● **EXERCISE INSTRUCTIONS**: Give again, exactly as written, each line of the material below starting at the line that contains "pub struct Next<'a>" and ending at the line that contains "with session tokens.". Both ends count, and no other line does.

◆ ◆ ◆

// Copyright (c) Microsoft Corporation. All rights reserved.
// Licensed under the MIT License.

use std::{fmt::Debug, sync::Arc};

use async_trait::async_trait;

use crate::{pipeline::RequestContext, CosmosResponse};

/// Where a plugin sits in the pipeline.
#[derive(Clone, Copy, Debug, PartialEq, Eq)]
pub enum PluginOn {
    /// Wraps every network attempt, inside the retry loop.
    Request,
    /// Wraps the whole logical operation, retries included.
    Operation,
}

/// A user-supplied step in the request pipeline.
///
/// Call [`Next::run`] to continue down the chain. Returning without calling it short-circuits the
/// rest of the pipeline, including the network call.
///
/// ```rust
/// # use async_trait::async_trait;
/// # use azure_data_cosmos_core::{Plugin, CosmosResponse, pipeline::{Next, RequestContext}};
/// #[derive(Debug)]
/// struct Tag;
///
/// #[async_trait]
/// impl Plugin for Tag {
///     async fn send(
///         &self,
///         ctx: &mut RequestContext,
///         next: Next<'_>,
///     ) -> azure_core::Result<CosmosResponse> {
///         ctx.headers.insert("x-custom-tag", "demo");
///         next.run(ctx).await
///     }
/// }
/// ```
#[async_trait]
pub trait Plugin: Send + Sync + Debug {
    async fn send(&self, ctx: &mut RequestContext, next: Next<'_>) -> azure_core::Result<CosmosResponse>;
}

/// A plugin and the layer it applies to.
#[derive(Clone, Debug)]
pub struct PluginConfig {
    pub on: PluginOn,
    pub plugin: Arc<dyn Plugin>,
}

impl PluginConfig {
    pub fn new(on: PluginOn, plugin: Arc<dyn Plugin>) -> Self {
        Self { on, plugin }
    }
}

/// What runs after the last plugin of a chain.
#[async_trait]
pub(crate) trait Terminal: Send + Sync {
    async fn call(&self, ctx: &mut RequestContext) -> azure_core::Result<CosmosResponse>;
}

/// The remainder of a plugin chain.
pub struct Next<'a> {
    plugins: &'a [Arc<dyn Plugin>],
    terminal: &'a dyn Terminal,
}

impl<'a> Next<'a> {
    pub(crate) fn new(plugins: &'a [Arc<dyn Plugin>], terminal: &'a dyn Terminal) -> Self {
        Self { plugins, terminal }
    }

    /// Runs the next plugin, or the pipeline's own handling once the chain is exhausted.
    pub async fn run(self, ctx: &mut RequestContext) -> azure_core::Result<CosmosResponse> {
        match self.plugins.split_first() {
            Some((plugin, rest)) => plugin.send(ctx, Next::new(rest, self.terminal)).await,
            None => self.terminal.call(ctx).await,
        }
    }
}

/// Splits configured plugins into the operation and request layers, keeping registration order.
pub(crate) fn split_plugins(
    plugins: &[PluginConfig],
) -> (Vec<Arc<dyn Plugin>>, Vec<Arc<dyn Plugin>>) {
    let layer = |on| {
        plugins
            .iter()
            .filter(|config| config.on == on)
            .map(|config| config.plugin.clone())
            .collect()
    };
    (layer(PluginOn::Operation), layer(PluginOn::Request))
}
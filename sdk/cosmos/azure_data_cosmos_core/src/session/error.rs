// Copyright (c) Microsoft Corporation. All rights reserved.
// Licensed under the MIT License.

//! Errors raised while parsing or merging session tokens.

use azure_core::{error::ErrorKind, Error};

/// Errors that can occur when working with session tokens.
#[derive(Debug, Clone, PartialEq, Eq, thiserror::Error)]
pub enum SessionTokenError {
    #[error("input string is empty")]
    EmptyInput,
    /// The token lacks the partition key range id or the LSN.
    #[error("missing required components")]
    MissingComponents,
    #[error("invalid version: '{0}'")]
    InvalidVersion(String),
    #[error("invalid LSN: '{0}'")]
    InvalidLsn(String),
    #[error("invalid region ID: '{0}'")]
    InvalidRegionId(String),
    #[error("invalid region LSN: '{0}'")]
    InvalidRegionLsn(String),
    /// A regional component is missing the required '=' separator.
    #[error("malformed regional component: '{0}'")]
    MalformedRegionalComponent(String),
    #[error("invalid regions in session token comparison: current='{current}', other='{other}'")]
    InvalidRegions { current: String, other: String },
    #[error("incompatible tokens: {0}")]
    TokensCannotBeMerged(String),
}

impl From<SessionTokenError> for Error {
    fn from(error: SessionTokenError) -> Self {
        Error::new(ErrorKind::DataConversion, error)
    }
}
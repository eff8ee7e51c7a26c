// Copyright (c) Microsoft Corporation. All rights reserved.
// Licensed under the MIT License.

use std::sync::Arc;

use tokio::sync::watch;

/// Cancels the operations holding its [`AbortSignal`]s.
///
/// ```rust
/// # use azure_data_cosmos_core::AbortController;
/// let controller = AbortController::new();
/// let signal = controller.signal();
/// assert!(!signal.is_aborted());
/// controller.abort();
/// assert!(signal.is_aborted());
/// ```
#[derive(Clone, Debug)]
pub struct AbortController {
    sender: Arc<watch::Sender<bool>>,
}

impl AbortController {
    pub fn new() -> Self {
        let (sender, _) = watch::channel(false);
        Self {
            sender: Arc::new(sender),
        }
    }

    pub fn signal(&self) -> AbortSignal {
        AbortSignal {
            receiver: self.sender.subscribe(),
        }
    }

    /// Aborts every operation observing this controller. Aborting twice has no further effect.
    pub fn abort(&self) {
        self.sender.send_replace(true);
    }
}

impl Default for AbortController {
    fn default() -> Self {
        Self::new()
    }
}

/// Observes an [`AbortController`].
#[derive(Clone, Debug)]
pub struct AbortSignal {
    receiver: watch::Receiver<bool>,
}

impl AbortSignal {
    pub fn is_aborted(&self) -> bool {
        *self.receiver.borrow()
    }

    /// Completes once the controller aborts. Never completes if the controller is dropped first.
    pub async fn aborted(&self) {
        let mut receiver = self.receiver.clone();
        if receiver.wait_for(|aborted| *aborted).await.is_err() {
            std::future::pending::<()>().await;
        }
    }
}

/// Runs `future` unless `signal` fires first.
pub(crate) async fn abortable<F, T>(signal: Option<&AbortSignal>, future: F) -> azure_core::Result<T>
where
    F: std::future::Future<Output = azure_core::Result<T>>,
{
    match signal {
        None => future.await,
        Some(signal) if signal.is_aborted() => Err(crate::error::cancelled()),
        Some(signal) => tokio::select! {
            result = future => result,
            _ = signal.aborted() => Err(crate::error::cancelled()),
        },
    }
}

#[cfg(test)]
mod tests {
    use super::*;
    use crate::CosmosErrorExt;
    use std::time::Duration;

    #[tokio::test]
    async fn abort_wakes_waiters() {
        let controller = AbortController::new();
        let signal = controller.signal();
        let waiter = tokio::spawn(async move { signal.aborted().await });
        controller.abort();
        waiter.await.unwrap();
    }

    #[tokio::test(start_paused = true)]
    async fn abortable_drops_pending_future() {
        let controller = AbortController::new();
        let signal = controller.signal();
        let pending = abortable(Some(&signal), async {
            tokio::time::sleep(Duration::from_secs(60)).await;
            Ok(())
        });
        tokio::pin!(pending);

        tokio::select! {
            _ = &mut pending => panic!("future should still be pending"),
            _ = tokio::time::sleep(Duration::from_secs(1)) => {}
        }
        controller.abort();
        assert!(pending.await.unwrap_err().is_cancelled());
    }

    #[tokio::test]
    async fn already_aborted_signal_fails_fast() {
        let controller = AbortController::new();
        controller.abort();
        let result = abortable(Some(&controller.signal()), async { Ok(1) }).await;
        assert!(result.unwrap_err().is_cancelled());
    }
}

◆ ◆ ◆

● **RESULT OF THIS EXERCISE**:
pub struct Next<'a> {
    plugins: &'a [Arc<dyn Plugin>],
    terminal: &'a dyn Terminal,
}

impl<'a> Next<'a> {
    pub(crate) fn new(plugins: &'a [Arc<dyn Plugin>], terminal: &'a dyn Terminal) -> Self {
        Self { plugins, terminal }
    }

    /// Runs the next plugin, or the pipeline's own handling once the chain is exhausted.
    pub async fn run(self, ctx: &mut RequestContext) -> azure_core::Result<CosmosResponse> {
        match self.plugins.split_first() {
            Some((plugin, rest)) => plugin.send(ctx, Next::new(rest, self.terminal)).await,
            None => self.terminal.call(ctx).await,
        }
    }
}

/// Splits configured plugins into the operation and request layers, keeping registration order.
pub(crate) fn split_plugins(
    plugins: &[PluginConfig],
) -> (Vec<Arc<dyn Plugin>>, Vec<Arc<dyn Plugin>>) {
    let layer = |on| {
        plugins
            .iter()
            .filter(|config| config.on == on)
            .map(|config| config.plugin.clone())
            .collect()
    };
    (layer(PluginOn::Operation), layer(PluginOn::Request))
}
filename sdk/cosmos/azure_data_cosmos_core/src/session/error.rs
// Copyright (c) Microsoft Corporation. All rights reserved.
// Licensed under the MIT License.

//! Errors raised while parsing or merging session tokens.

use azure_core::{error::ErrorKind, Error};

/// Errors that can occur when working with session tokens.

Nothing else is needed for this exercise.